GlobalGiving is a nonprofit providing a global crowdfunding platform through which donors can give to grassroots charities — it allows their 2,800+ nonprofit partners to reach far more people than they might otherwise.
Working with the knowledge that revenue generated by repeat donors is four times that of one-time donors and the cost of retaining an existing donor is three times less expensive than acquiring a new one, GlobalGiving focused on increasing the rate of conversion of donors to repeat donors.

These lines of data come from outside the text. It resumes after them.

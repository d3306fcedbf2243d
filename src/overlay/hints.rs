use super::angles::{AngleCatalog, Joint};
use super::canvas::Canvas;
use super::paint::{CLASSIFICATION_TEXT_SIZE, Palette};
use crate::types::Exercise;

#[derive(Clone, Copy, Debug, PartialEq)]
pub enum Condition {
    /// Either side reads above the threshold.
    Above(Joint, f64),
    /// Either side reads below the threshold.
    Below(Joint, f64),
    /// Left and right differ by more than the threshold.
    Asymmetric(Joint, f64),
}

impl Condition {
    pub fn holds(&self, angles: &AngleCatalog) -> bool {
        match *self {
            Condition::Above(joint, limit) => {
                let (left, right) = angles.pair(joint);
                left > limit || right > limit
            }
            Condition::Below(joint, limit) => {
                let (left, right) = angles.pair(joint);
                left < limit || right < limit
            }
            Condition::Asymmetric(joint, limit) => {
                let (left, right) = angles.pair(joint);
                (left - right).abs() > limit
            }
        }
    }
}

#[derive(Clone, Copy, Debug, PartialEq)]
pub struct HintRule {
    pub exercise: Exercise,
    /// Extra label substring the rule requires, e.g. one movement phase.
    pub phase: Option<&'static str>,
    pub slot: u8,
    pub condition: Condition,
    pub message: &'static str,
}

const fn rule(
    exercise: Exercise,
    phase: Option<&'static str>,
    slot: u8,
    condition: Condition,
    message: &'static str,
) -> HintRule {
    HintRule {
        exercise,
        phase,
        slot,
        condition,
        message,
    }
}

pub const HINT_RULES: &[HintRule] = &[
    rule(
        Exercise::BicepCurls,
        None,
        3,
        Condition::Above(Joint::Armpit, 40.0),
        "Keep your elbows close to your body",
    ),
    rule(
        Exercise::BicepCurls,
        None,
        4,
        Condition::Below(Joint::Hip, 160.0),
        "Don't swing your body",
    ),
    rule(
        Exercise::Pushups,
        Some("pushups_down"),
        3,
        Condition::Above(Joint::Armpit, 70.0),
        "Don't flare out your elbows",
    ),
    rule(
        Exercise::Pushups,
        None,
        4,
        Condition::Below(Joint::Hip, 165.0),
        "Keep your body and legs align",
    ),
    rule(
        Exercise::Pushups,
        None,
        5,
        Condition::Below(Joint::Neck, 120.0),
        "Keep your head straight",
    ),
    rule(
        Exercise::Squats,
        Some("squats_up"),
        3,
        Condition::Above(Joint::Armpit, 85.0),
        "Keep your elbows close to your body",
    ),
    rule(
        Exercise::Squats,
        Some("squats_up"),
        4,
        Condition::Above(Joint::Elbow, 85.0),
        "Put your hands closer together",
    ),
    rule(
        Exercise::Squats,
        None,
        5,
        Condition::Below(Joint::Neck, 110.0),
        "Keep your head straight",
    ),
    rule(
        Exercise::Squats,
        None,
        6,
        Condition::Asymmetric(Joint::Knee, 20.0),
        "Don't cave your knees in",
    ),
    rule(
        Exercise::SumoDeadlift,
        Some("sumodeadlift_down"),
        3,
        Condition::Above(Joint::Armpit, 35.0),
        "Grip the bar closer together",
    ),
    rule(
        Exercise::SumoDeadlift,
        Some("sumodeadlift_down"),
        4,
        Condition::Below(Joint::Armpit, 5.0),
        "Grip the bar further apart",
    ),
    rule(
        Exercise::SumoDeadlift,
        Some("sumodeadlift_down"),
        5,
        Condition::Below(Joint::Elbow, 160.0),
        "Keep your arm straight and don't bend it",
    ),
    rule(
        Exercise::SumoDeadlift,
        Some("sumodeadlift_up"),
        6,
        Condition::Below(Joint::Knee, 160.0),
        "Lock out your legs",
    ),
    rule(
        Exercise::SumoDeadlift,
        None,
        7,
        Condition::Below(Joint::Neck, 110.0),
        "Keep your head straight",
    ),
];

impl HintRule {
    pub fn applies_to(&self, label: &str) -> bool {
        label.contains(self.exercise.key()) && self.phase.is_none_or(|phase| label.contains(phase))
    }
}

#[derive(Clone, Copy, Debug, PartialEq, Eq)]
pub struct FormHint {
    pub slot: u8,
    pub message: &'static str,
}

impl FormHint {
    /// Screen position of slot `k`, counted up from the bottom edge.
    pub fn position(&self, canvas_height: f32) -> (f32, f32) {
        let t = CLASSIFICATION_TEXT_SIZE;
        (t * 0.5, canvas_height - t * 1.5 * self.slot as f32)
    }
}

/// Hints triggered for `label`, in table order.
pub fn evaluate(rules: &[HintRule], label: &str, angles: &AngleCatalog) -> Vec<FormHint> {
    rules
        .iter()
        .filter(|rule| rule.applies_to(label) && rule.condition.holds(angles))
        .map(|rule| FormHint {
            slot: rule.slot,
            message: rule.message,
        })
        .collect()
}

pub struct FormHintEngine<'a> {
    pub palette: &'a Palette,
    pub rules: &'a [HintRule],
}

impl FormHintEngine<'_> {
    pub fn render(
        &self,
        label: &str,
        angles: &AngleCatalog,
        canvas_height: f32,
        canvas: &mut dyn Canvas,
    ) -> Vec<FormHint> {
        let hints = evaluate(self.rules, label, angles);
        for hint in &hints {
            let (x, y) = hint.position(canvas_height);
            canvas.draw_text(hint.message, x, y, &self.palette.hint_text);
        }
        hints
    }
}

Collaborating with academic researchers, the organization conducted a low-cost, online experiment: On the checkout page, some donors were told recurring donations would be matched by an anonymous donor. Others were told that the match would kick in only if a target percentage of donors committed to a recurring donation.
GlobalGiving received its highest level of conversion to recurring donations using a condition of 75 percent. On average, donors then continued their regular contributions for more than a year — raising donations more than tenfold for the charities featured on the site. After the match, that meant a 66 percent increase in revenue from recurrent donors — $7.3 million over five years.
Field experimentation is a valuable way to develop new approaches that can lead to palpable philanthropic impact.
The preceding is adapted from Darden Professor Lalin Anik and Case Writer Laura Steenburgh’s article “A Holy Grail for Fundraisers? Donors Who Keep On Giving,” which appeared in the 2 July 2017 issue of The Washington Post as part of the Darden School of Business/Washington Post “Case in Point” series.”
The article is based on the case GlobalGiving (Darden Business Publishing), by Lalin Anik, Thomas J. Steenburgh and Laura Steenburgh.